Bad weather conditions & a long travelling distance caused our speaker to cancel his talk to the Society at our February meeting.
In spite of snow & the bitterly cold night about 35 people listened to talks given by Bridget our chairperson, & members of the committee who were ‘encouraged’ by Bridget to produce 10 minute talks at the last moment. Bridget started the evening off by recalling the misdemeanours of her family in the past & how Scottish Church law was applied to these wrongdoings, & how the wrongdoers evaded their penance. She also spoke of adoption & the way to find adoption papers. She then took us on a journey by an 8seater plane to North Ronaldsy in the Orkney Isles. It was fascinating to hear how she & Peter arrived on the island as strangers & how they left with most of the inhabitants, some found to be relatives, waving them off from the cow field which acted as the airport.
Barbara then gave a glimpse into the treatments of illnesses & accidents learned from her Grandmother whilst living with her. She read a recipe dated 1802 (from the newly acquired reference library book ‘Medicine in Wisbech & the Fens 1700 onwards’) for a poultice for sore legs, made with lots of natural herbs, flowers, leaves & oils. Barbara spoke of treatments, which could only have worked by the placebo effect & some medications, which were quite dangerous but ‘did the job’. She also mentioned today’s versions of some of the old treatments. Her talk was followed by the refreshment break & several members came & spoke to Barbara about their own recollections of grandma’s treatments.

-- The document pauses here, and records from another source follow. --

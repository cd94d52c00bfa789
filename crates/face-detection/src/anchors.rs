// UltraFace prior/anchor box generation
//
// Reference: https://github.com/Linzaer/Ultra-Light-Fast-Generic-Face-Detector-1MB
//            vision/utils/box_utils.py::generate_priors()

/// Feature-map strides of the four UltraFace detection heads
const STRIDES: [f32; 4] = [8.0, 16.0, 32.0, 64.0];

/// Min box sizes (input pixels) per detection head
const MIN_BOXES: [&[f32]; 4] = [
    &[10.0, 16.0, 24.0],    // small faces
    &[32.0, 48.0],          // medium faces
    &[64.0, 96.0],          // large faces
    &[128.0, 192.0, 256.0], // very large faces
];

/// Prior box in center form [center_x, center_y, width, height]
/// All values are normalized to [0, 1] range
#[derive(Debug, Clone, Copy, PartialEq)]
pub struct PriorBox {
    pub center_x: f32,
    pub center_y: f32,
    pub width: f32,
    pub height: f32,
}

impl PriorBox {
    pub fn new(center_x: f32, center_y: f32, width: f32, height: f32) -> Self {
        Self {
            center_x,
            center_y,
            width,
            height,
        }
    }
}

/// Generate UltraFace prior boxes for an arbitrary model input size
///
/// Feature map size per head is `ceil(input / stride)`; the effective
/// shrinkage is `input / feature_map`, which differs from the stride when the
/// input is not a multiple of it (240 / 8 = 30 cells, shrinkage 30 on the
/// third head). For 320x240 this yields 4420 priors, for 640x480 17640.
#[allow(clippy::cast_possible_truncation, clippy::cast_sign_loss, clippy::cast_precision_loss)]
pub fn generate_priors(input_width: u32, input_height: u32) -> Vec<PriorBox> {
    let image_w = input_width as f32;
    let image_h = input_height as f32;

    let mut priors = Vec::new();

    for (level, &stride) in STRIDES.iter().enumerate() {
        let feature_w = (image_w / stride).ceil() as usize;
        let feature_h = (image_h / stride).ceil() as usize;
        let shrink_w = image_w / feature_w as f32;
        let shrink_h = image_h / feature_h as f32;

        for j in 0..feature_h {
            for i in 0..feature_w {
                let center_x = ((i as f32 + 0.5) * shrink_w / image_w).clamp(0.0, 1.0);
                let center_y = ((j as f32 + 0.5) * shrink_h / image_h).clamp(0.0, 1.0);

                for &min_size in MIN_BOXES[level] {
                    let width = (min_size / image_w).clamp(0.0, 1.0);
                    let height = (min_size / image_h).clamp(0.0, 1.0);
                    priors.push(PriorBox::new(center_x, center_y, width, height));
                }
            }
        }
    }

    priors
}

/// Decode location regression outputs to corner-form boxes [x1, y1, x2, y2]
///
/// ```text
/// center_x = prior_center_x + dx * center_variance * prior_width
/// center_y = prior_center_y + dy * center_variance * prior_height
/// width    = prior_width  * exp(dw * size_variance)
/// height   = prior_height * exp(dh * size_variance)
/// ```
///
/// Callers must check `locations.len() == priors.len() * 4`; extra values are ignored.
pub fn decode_boxes(
    locations: &[f32],
    priors: &[PriorBox],
    center_variance: f32,
    size_variance: f32,
) -> Vec<[f32; 4]> {
    locations
        .chunks_exact(4)
        .zip(priors)
        .map(|(loc, prior)| {
            let center_x = prior.center_x + loc[0] * center_variance * prior.width;
            let center_y = prior.center_y + loc[1] * center_variance * prior.height;
            let width = prior.width * (loc[2] * size_variance).exp();
            let height = prior.height * (loc[3] * size_variance).exp();

            [
                center_x - width / 2.0,
                center_y - height / 2.0,
                center_x + width / 2.0,
                center_y + height / 2.0,
            ]
        })
        .collect()
}

#[cfg(test)]
mod tests {
    use super::*;

    #[test]
    fn test_prior_generation_count() {
        assert_eq!(generate_priors(320, 240).len(), 4420);
        assert_eq!(generate_priors(640, 480).len(), 17640);
    }

    #[test]
    fn test_prior_bounds() {
        let priors = generate_priors(320, 240);

        for (i, prior) in priors.iter().enumerate() {
            assert!(
                (0.0..=1.0).contains(&prior.center_x),
                "Prior {} center_x out of range: {}",
                i,
                prior.center_x
            );
            assert!(
                (0.0..=1.0).contains(&prior.center_y),
                "Prior {} center_y out of range: {}",
                i,
                prior.center_y
            );
            assert!((0.0..=1.0).contains(&prior.width));
            assert!((0.0..=1.0).contains(&prior.height));
        }
    }

    #[test]
    fn test_first_prior_matches_reference_layout() {
        let priors = generate_priors(320, 240);
        // Head 0, cell (0, 0), min size 10: center (4/320, 4/240)
        let first = priors[0];
        assert!((first.center_x - 4.0 / 320.0).abs() < 1e-6);
        assert!((first.center_y - 4.0 / 240.0).abs() < 1e-6);
        assert!((first.width - 10.0 / 320.0).abs() < 1e-6);
        assert!((first.height - 10.0 / 240.0).abs() < 1e-6);
    }

    #[test]
    fn test_box_decoding() {
        let priors = vec![PriorBox::new(0.5, 0.5, 0.2, 0.2)];

        // Zero offsets should return box at prior location
        let decoded = decode_boxes(&[0.0, 0.0, 0.0, 0.0], &priors, 0.1, 0.2);

        assert_eq!(decoded.len(), 1);
        let bbox = decoded[0];
        assert!((bbox[0] - 0.4).abs() < 0.001, "x1 should be ~0.4");
        assert!((bbox[1] - 0.4).abs() < 0.001, "y1 should be ~0.4");
        assert!((bbox[2] - 0.6).abs() < 0.001, "x2 should be ~0.6");
        assert!((bbox[3] - 0.6).abs() < 0.001, "y2 should be ~0.6");
    }

    #[test]
    fn test_decoding_ignores_trailing_values() {
        let priors = vec![PriorBox::new(0.5, 0.5, 0.2, 0.2)];
        let decoded = decode_boxes(&[0.0, 0.0, 0.0, 0.0, 9.0, 9.0], &priors, 0.1, 0.2);
        assert_eq!(decoded.len(), 1);
    }
}
//! Configuration file and command-line overrides

use anyhow::{Context as _, Result};
use clap::{Args, ValueEnum};
use serde::{Deserialize, Serialize};
use std::path::{Path, PathBuf};
use tracing::info;
use video_faces_detection::FaceDetectionConfig;
use video_faces_pipeline::PipelineConfig;
use video_faces_recognition::EmbedderConfig;

#[derive(Debug, Clone, PartialEq, Serialize, Deserialize)]
#[serde(default)]
pub struct ModelPaths {
    pub detector: PathBuf,
    pub embedder: PathBuf,
    pub facebank: PathBuf,
}

impl Default for ModelPaths {
    fn default() -> Self {
        Self {
            detector: PathBuf::from("models/face-detection/version-RFB-320.onnx"),
            embedder: PathBuf::from("models/face-recognition/arcface.onnx"),
            facebank: PathBuf::from("facebank/facebank.json"),
        }
    }
}

/// Everything configurable from the YAML file
#[derive(Debug, Clone, Default, PartialEq, Serialize, Deserialize)]
#[serde(default)]
pub struct Settings {
    pub models: ModelPaths,
    pub pipeline: PipelineConfig,
    pub detection: FaceDetectionConfig,
    pub embedder: EmbedderConfig,
}

/// Read settings from `path`, or use defaults when no file is given
pub fn load(path: Option<&Path>) -> Result<Settings> {
    let Some(path) = path else {
        return Ok(Settings::default());
    };

    let data = std::fs::read_to_string(path)
        .with_context(|| format!("Failed to read config file {}", path.display()))?;
    let settings: Settings = serde_yaml::from_str(&data)
        .with_context(|| format!("Failed to parse config file {}", path.display()))?;

    info!("Loaded configuration from {}", path.display());
    Ok(settings)
}

#[derive(Debug, Clone, Copy, PartialEq, Eq, ValueEnum)]
pub enum OutputFormat {
    /// Pipeline output records
    Records,
    /// Annotation views (one metadata + one box annotation per face)
    Annotations,
}

/// Flags shared by `run` and `batch`; each one overrides the config file
#[derive(Args, Debug, Default)]
pub struct PipelineArgs {
    /// Face detection ONNX model
    #[arg(long, value_name = "FILE")]
    pub detector_model: Option<PathBuf>,

    /// Face embedding ONNX model
    #[arg(long, value_name = "FILE")]
    pub embedder_model: Option<PathBuf>,

    /// Facebank JSON file
    #[arg(long, value_name = "FILE")]
    pub facebank: Option<PathBuf>,

    /// Distance at or above which a face is reported as Unknown
    #[arg(long)]
    pub threshold: Option<f32>,

    /// Seconds between sampled frames
    #[arg(long, value_name = "SECONDS")]
    pub interval: Option<u64>,

    /// Stop after this many seconds of footage (0 = whole video)
    #[arg(long, value_name = "SECONDS")]
    pub max_duration: Option<u64>,

    /// Maximum faces per frame
    #[arg(long)]
    pub face_limit: Option<usize>,

    /// Start reading at this offset (best-effort seek)
    #[arg(long, value_name = "SECONDS")]
    pub start: Option<f64>,

    /// Pixels to grow each output box by on every side
    #[arg(long, value_name = "PIXELS")]
    pub box_adjustment: Option<i32>,

    /// Embed mirrored faces too (test-time augmentation)
    #[arg(long)]
    pub tta: bool,
}

impl PipelineArgs {
    pub fn apply(&self, settings: &mut Settings, verbose: bool) {
        if let Some(path) = &self.detector_model {
            settings.models.detector.clone_from(path);
        }
        if let Some(path) = &self.embedder_model {
            settings.models.embedder.clone_from(path);
        }
        if let Some(path) = &self.facebank {
            settings.models.facebank.clone_from(path);
        }

        let pipeline = &mut settings.pipeline;
        if let Some(threshold) = self.threshold {
            pipeline.threshold = threshold;
        }
        if let Some(interval) = self.interval {
            pipeline.sampling_interval_secs = interval;
        }
        if let Some(max_duration) = self.max_duration {
            pipeline.max_duration_secs = max_duration;
        }
        if let Some(face_limit) = self.face_limit {
            pipeline.face_limit = face_limit;
        }
        if let Some(start) = self.start {
            pipeline.start_offset_secs = start;
        }
        if let Some(adjustment) = self.box_adjustment {
            pipeline.box_adjustment = adjustment;
        }
        pipeline.verbose |= verbose;

        settings.embedder.tta |= self.tta;
    }
}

Anita caused many laughs with her light – hearted talk on Murphy’s Law for genealogists, (akin to Sod’s law in every day life) examples of which most researchers have met up with. She spoke of the ink used in family bibles to record family events to be the only ink that fades beyond legibility –how the page you want to research on the web is smudged & unreadable when the pages on either side are crystal clear – how your favourite uncle never wrote anything down because he had a memory like a filing cabinet but unfortunately died the week before you were going to visit him to ask about family. How papers that would have answered that long researched question had been burned & how some records searched for were proved to be incorrect.
As most of us have come across such stumbling blocks we fully appreciated Anita’s talk & could be led to believe that some things are not to be known!
Peter then spoke of Witches in the Fens. There seemed to very few in Cambridgeshire, the last one known possibly being at Ramsey. The audience did not know of any witches but we suppose there were some ‘good & bad’.